Thursday, February 08, 2007

Half Marathon - May 27



This is a great video about Terry Fox, a true Canadian hero. He set a goal to run accross Canada, despite having a prosthetic leg and cancer. His "marathon of hope" ended prematurely after 143 days as his cancer had spread to his lungs. Amazingly, he made it to Thunder Bay, Ontario, 3,339 miles from his starting point, averaging 23.3 miles per day. In other words, he essentially ran a marathon 143 days in a row on a prosthetic leg! Unbelievable.

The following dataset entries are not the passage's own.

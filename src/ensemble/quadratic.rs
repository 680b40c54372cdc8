//! Synthetic ensemble on a quadratic free-energy surface.
//!
//! The surface has a known minimum (Φ*, R*):
//!
//!   F(Φ, R) = F₀ + κ/2 Σ_q ‖Φ_q - Φ*_q‖² + k/2 Σ_i ‖R_i - R*_i‖²
//!
//! Error bars grow as the trial matrix drifts away from the matrix the
//! configurations were generated from, and the Kong-Liu effective sample
//! size decays as a Gaussian of that distance.

use nalgebra::{DMatrix, Matrix3, Vector3};
use num_complex::Complex64;
use rand::rngs::StdRng;
use rand::SeedableRng;
use rand_distr::Normal;
use crate::error::{Result, SschaError};
use crate::phonons::{check_blocks, DynamicalMatrix};
use super::Ensemble;

/// The exact surface behind a [`QuadraticEnsemble`].
#[derive(Debug, Clone)]
pub struct QuadraticSurface {
    /// Force constants at the minimum, one block per q-point
    pub target: Vec<DMatrix<Complex64>>,
    /// Equilibrium positions at the minimum (Å)
    pub target_coords: Vec<Vector3<f64>>,
    /// κ, curvature along the force constants
    pub curvature: f64,
    /// k, curvature along the atomic positions (Ry/Å²)
    pub stiffness: f64,
    /// F₀ (Ry per supercell)
    pub free_energy_offset: f64,
}

/// Gaussian noise drawn consistently with the reported error bars.
#[derive(Debug, Clone)]
struct Noise {
    rng: StdRng,
    gradient: Vec<DMatrix<Complex64>>,
    forces: Vec<Vector3<f64>>,
}

/// Ensemble whose estimators are evaluated on a [`QuadraticSurface`].
#[derive(Debug, Clone)]
pub struct QuadraticEnsemble {
    surface: QuadraticSurface,
    reference: DynamicalMatrix,
    current: DynamicalMatrix,
    n_configs: usize,
    temperature: f64,
    reference_temperature: f64,
    supercell: [usize; 3],
    gradient_error: f64,
    force_error: f64,
    free_energy_error: f64,
    weight_width: Option<f64>,
    stress: Option<Matrix3<f64>>,
    noise: Option<Noise>,
}

impl QuadraticEnsemble {
    /// Ensemble generated from `reference` at 0 K, Γ-point supercell.
    pub fn new(reference: DynamicalMatrix, surface: QuadraticSurface, n_configs: usize) -> Result<Self> {
        let dim = 3 * reference.n_atoms();
        check_blocks(&surface.target, reference.nq(), dim, "quadratic surface target")?;
        if surface.target_coords.len() != reference.n_atoms() {
            return Err(SschaError::mismatch(
                "quadratic surface positions",
                reference.n_atoms(),
                surface.target_coords.len(),
            ));
        }
        if n_configs == 0 {
            return Err(SschaError::Configuration("the ensemble needs at least one configuration".into()));
        }

        Ok(Self {
            surface,
            current: reference.clone(),
            reference,
            n_configs,
            temperature: 0.0,
            reference_temperature: 0.0,
            supercell: [1, 1, 1],
            gradient_error: 1e-6,
            force_error: 1e-6,
            free_energy_error: 1e-6,
            weight_width: None,
            stress: None,
            noise: None,
        })
    }

    /// Set the generation temperature; the current temperature follows it.
    pub fn with_temperature(mut self, t: f64) -> Self {
        self.temperature = t;
        self.reference_temperature = t;
        self
    }

    /// Set the supercell multiplicity.
    pub fn with_supercell(mut self, supercell: [usize; 3]) -> Self {
        self.supercell = supercell;
        self
    }

    /// Set the error bars of the gradient, forces and free energy at full sampling.
    pub fn with_errors(mut self, gradient: f64, forces: f64, free_energy: f64) -> Self {
        self.gradient_error = gradient;
        self.force_error = forces;
        self.free_energy_error = free_energy;
        self
    }

    /// Set the width of the Gaussian decay of the effective sample size.
    pub fn with_weight_width(mut self, width: f64) -> Self {
        self.weight_width = Some(width);
        self
    }

    /// Attach a stress tensor (Ry/bohr³).
    pub fn with_stress(mut self, stress: Matrix3<f64>) -> Self {
        self.stress = Some(stress);
        self
    }

    /// Add Gaussian noise to gradients and forces, redrawn at every weight update.
    pub fn with_noise(mut self, seed: u64) -> Result<Self> {
        let mut noise = Noise {
            rng: StdRng::seed_from_u64(seed),
            gradient: Vec::new(),
            forces: Vec::new(),
        };
        self.draw_noise(&mut noise)?;
        self.noise = Some(noise);
        Ok(self)
    }

    pub fn surface(&self) -> &QuadraticSurface {
        &self.surface
    }

    /// Squared distance between the current and the reference model.
    fn drift(&self) -> f64 {
        let fc: f64 = self.current.blocks.iter()
            .zip(self.reference.blocks.iter())
            .map(|(c, r)| (c - r).norm_squared())
            .sum();
        let pos: f64 = self.current.structure.coords.iter()
            .zip(self.reference.structure.coords.iter())
            .map(|(c, r)| (c - r).norm_squared())
            .sum();
        fc + pos
    }

    /// Inflation of the error bars due to reweighting.
    fn error_scale(&self) -> f64 {
        (self.n_configs as f64 / self.effective_sample_size()).sqrt()
    }

    fn draw_noise(&self, noise: &mut Noise) -> Result<()> {
        let scale = self.error_scale();
        let dim = 3 * self.current.n_atoms();

        let grad_dist = Normal::new(0.0, self.gradient_error * scale)
            .map_err(|e| SschaError::Configuration(format!("gradient noise: {}", e)))?;
        noise.gradient = (0..self.current.nq())
            .map(|_| {
                let m = DMatrix::<f64>::from_distribution(dim, dim, &grad_dist, &mut noise.rng);
                (&m + m.transpose()).map(|x| Complex64::new(0.5 * x, 0.0))
            })
            .collect();

        let force_dist = Normal::new(0.0, self.force_error * scale)
            .map_err(|e| SschaError::Configuration(format!("force noise: {}", e)))?;
        noise.forces = (0..self.current.n_atoms())
            .map(|_| Vector3::from_distribution(&force_dist, &mut noise.rng))
            .collect();
        Ok(())
    }
}

impl Ensemble for QuadraticEnsemble {
    fn preconditioned_gradient(
        &self,
        preconditioned: bool,
    ) -> Result<(Vec<DMatrix<Complex64>>, Vec<DMatrix<Complex64>>)> {
        let factor = if preconditioned { 1.0 } else { self.surface.curvature };
        let dim = 3 * self.current.n_atoms();
        let sigma = Complex64::new(self.gradient_error * self.error_scale(), 0.0);

        let mut grad: Vec<DMatrix<Complex64>> = self.current.blocks.iter()
            .zip(self.surface.target.iter())
            .map(|(phi, target)| (phi - target) * Complex64::new(factor, 0.0))
            .collect();
        if let Some(noise) = &self.noise {
            for (g, n) in grad.iter_mut().zip(noise.gradient.iter()) {
                *g += n;
            }
        }
        let err = (0..self.current.nq())
            .map(|_| DMatrix::<Complex64>::identity(dim, dim) * sigma)
            .collect();
        Ok((grad, err))
    }

    fn average_forces(&self) -> Result<(Vec<Vector3<f64>>, Vec<Vector3<f64>>)> {
        let sigma = self.force_error * self.error_scale();
        let mut forces: Vec<Vector3<f64>> = self.current.structure.coords.iter()
            .zip(self.surface.target_coords.iter())
            .map(|(r, target)| -(r - target) * self.surface.stiffness)
            .collect();
        if let Some(noise) = &self.noise {
            for (f, n) in forces.iter_mut().zip(noise.forces.iter()) {
                *f += n;
            }
        }
        let err = vec![Vector3::from_element(sigma); forces.len()];
        Ok((forces, err))
    }

    fn free_energy(&self) -> Result<(f64, f64)> {
        let fc: f64 = self.current.blocks.iter()
            .zip(self.surface.target.iter())
            .map(|(phi, target)| (phi - target).norm_squared())
            .sum();
        let pos: f64 = self.current.structure.coords.iter()
            .zip(self.surface.target_coords.iter())
            .map(|(r, target)| (r - target).norm_squared())
            .sum();

        let n_cells = self.supercell.iter().product::<usize>() as f64;
        let per_cell = self.surface.free_energy_offset
            + 0.5 * self.surface.curvature * fc
            + 0.5 * self.surface.stiffness * pos;
        Ok((per_cell * n_cells, self.free_energy_error * self.error_scale()))
    }

    fn effective_sample_size(&self) -> f64 {
        let n = self.n_configs as f64;
        match self.weight_width {
            Some(w) => n * (-self.drift() / (2.0 * w * w)).exp(),
            None => n,
        }
    }

    fn update_weights(&mut self, dynmat: &DynamicalMatrix, temperature: f64) -> Result<()> {
        check_blocks(&dynmat.blocks, self.reference.nq(), 3 * self.reference.n_atoms(), "reweighted matrix")?;
        self.current = dynmat.clone();
        self.temperature = temperature;

        if let Some(mut noise) = self.noise.take() {
            let drawn = self.draw_noise(&mut noise);
            self.noise = Some(noise);
            drawn?;
        }
        Ok(())
    }

    fn stress_tensor(&self, offset: &Matrix3<f64>) -> Result<(Matrix3<f64>, Matrix3<f64>)> {
        let stress = self.stress
            .ok_or_else(|| SschaError::Collaborator("the ensemble carries no stress tensors".into()))?;
        Ok((stress - offset, Matrix3::zeros()))
    }

    fn n_configs(&self) -> usize {
        self.n_configs
    }

    fn current_temperature(&self) -> f64 {
        self.temperature
    }

    fn reference_temperature(&self) -> f64 {
        self.reference_temperature
    }

    fn supercell(&self) -> [usize; 3] {
        self.supercell
    }

    fn has_stress(&self) -> bool {
        self.stress.is_some()
    }

    fn current_dyn(&self) -> &DynamicalMatrix {
        &self.current
    }

    fn reference_dyn(&self) -> &DynamicalMatrix {
        &self.reference
    }
}

#[cfg(test)]
mod tests {
    use super::*;
    use approx::assert_relative_eq;
    use crate::tests::{dimer, dimer_surface};

    #[test]
    fn test_gradient_points_away_from_minimum() {
        let start = dimer(0.6, 1.0, 1.0);
        let ensemble = QuadraticEnsemble::new(start.clone(), dimer_surface(0.5, 2.0, 1.0), 100).unwrap();

        let (raw, err) = ensemble.preconditioned_gradient(false).unwrap();
        let (pre, _) = ensemble.preconditioned_gradient(true).unwrap();
        let diff = &start.blocks[0] - &ensemble.surface().target[0];
        assert_relative_eq!((&raw[0] - &diff * Complex64::new(2.0, 0.0)).norm(), 0.0, epsilon = 1e-12);
        assert_relative_eq!((&pre[0] - &diff).norm(), 0.0, epsilon = 1e-12);
        assert_relative_eq!(err[0][(0, 0)].re, 1e-6, epsilon = 1e-15);
    }

    #[test]
    fn test_effective_sample_size_decays() {
        let start = dimer(0.5, 1.0, 1.0);
        let mut ensemble = QuadraticEnsemble::new(start, dimer_surface(0.5, 1.0, 1.0), 100)
            .unwrap()
            .with_weight_width(0.1);
        assert_relative_eq!(ensemble.effective_sample_size(), 100.0, epsilon = 1e-12);

        let moved = dimer(0.6, 1.0, 1.0);
        ensemble.update_weights(&moved, 0.0).unwrap();
        assert!(ensemble.effective_sample_size() < 50.0);

        // Error bars inflate with the lost statistics
        let (_, err) = ensemble.free_energy().unwrap();
        assert!(err > 1e-6);
    }

    #[test]
    fn test_noise_is_reproducible() {
        let start = dimer(0.6, 1.0, 1.0);
        let make = || {
            QuadraticEnsemble::new(start.clone(), dimer_surface(0.5, 1.0, 1.0), 100)
                .unwrap()
                .with_errors(1e-3, 1e-3, 1e-3)
                .with_noise(7)
                .unwrap()
        };
        let (g1, _) = make().preconditioned_gradient(false).unwrap();
        let (g2, _) = make().preconditioned_gradient(false).unwrap();
        assert_eq!(g1, g2);
        assert_relative_eq!((&g1[0] - g1[0].adjoint()).norm(), 0.0, epsilon = 1e-15);
    }

    #[test]
    fn test_stress_requires_data() {
        let start = dimer(0.5, 1.0, 1.0);
        let ensemble = QuadraticEnsemble::new(start.clone(), dimer_surface(0.5, 1.0, 1.0), 10).unwrap();
        assert!(!ensemble.has_stress());
        assert!(ensemble.stress_tensor(&Matrix3::zeros()).is_err());

        let ensemble = ensemble.with_stress(Matrix3::identity() * 2.0);
        let (stress, _) = ensemble.stress_tensor(&Matrix3::identity()).unwrap();
        assert_relative_eq!(stress[(0, 0)], 1.0, epsilon = 1e-12);
        assert_relative_eq!(stress[(0, 1)], 0.0, epsilon = 1e-12);
    }
}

Speaking of marathons, this morning I registered for the Ottawa Half Marathon on May 27th. I've never done anything like this before, and now that I have actually paid the registration fee it feels pretty crazy, but I'm looking forward to the challenge. It's a beautiful course which runs along the Ridau Canal, in front of Parliament, into Quebec by our apt and back to Ottawa's city hill, including running by the Terry Fox statue downtown. I've been inspired by my friend Amy who ran the half-marathon last year, and my step-father Kent who did the Los Angeles Marathon last weekend, his third (he's also done the Providence, Rhode Island and the Philadelphia, PA full marathons). I'm going to use a training schedule I found online, though slightly modified so I don't run on Sundays. The basic idea is that every Monday, Tuesday, Wednesday and Friday I have a smaller run, only 3-4 km for the first month, and then Saturday is my big run for the week. It's when I push my threshold, usually 2km at a time. It's not too bad, I don't start running 10km until March 10th. After that, my saturday runs go from 10 to 12, 14, 16, back down to 12 for a rest, up to 18 for three weeks and peaking at 20, before running only 6km the week before the race. The first time I run the full 21.1 km (just over 13 miles) will be the day of the race. I am very excited and glad to start training. I ran 4km yesterday, though with a wind chill of -24celcius, I've decided to do my winter training on the University of Ottawa's treadmills. I'll keep you posted on my progress

2 comments:

Anonymous said...

Best of Luck Dave. Train hard but smart.
John Halvorsen, Ottawa Race Weekend Race Director

Anonymous said...

dave! i'm so happy you will be running! now i won't be the only "crazy" one in the family. if you ever come back here to see us, we should go on a run together :) just be careful with your training. keep it up! I'm so proud of you!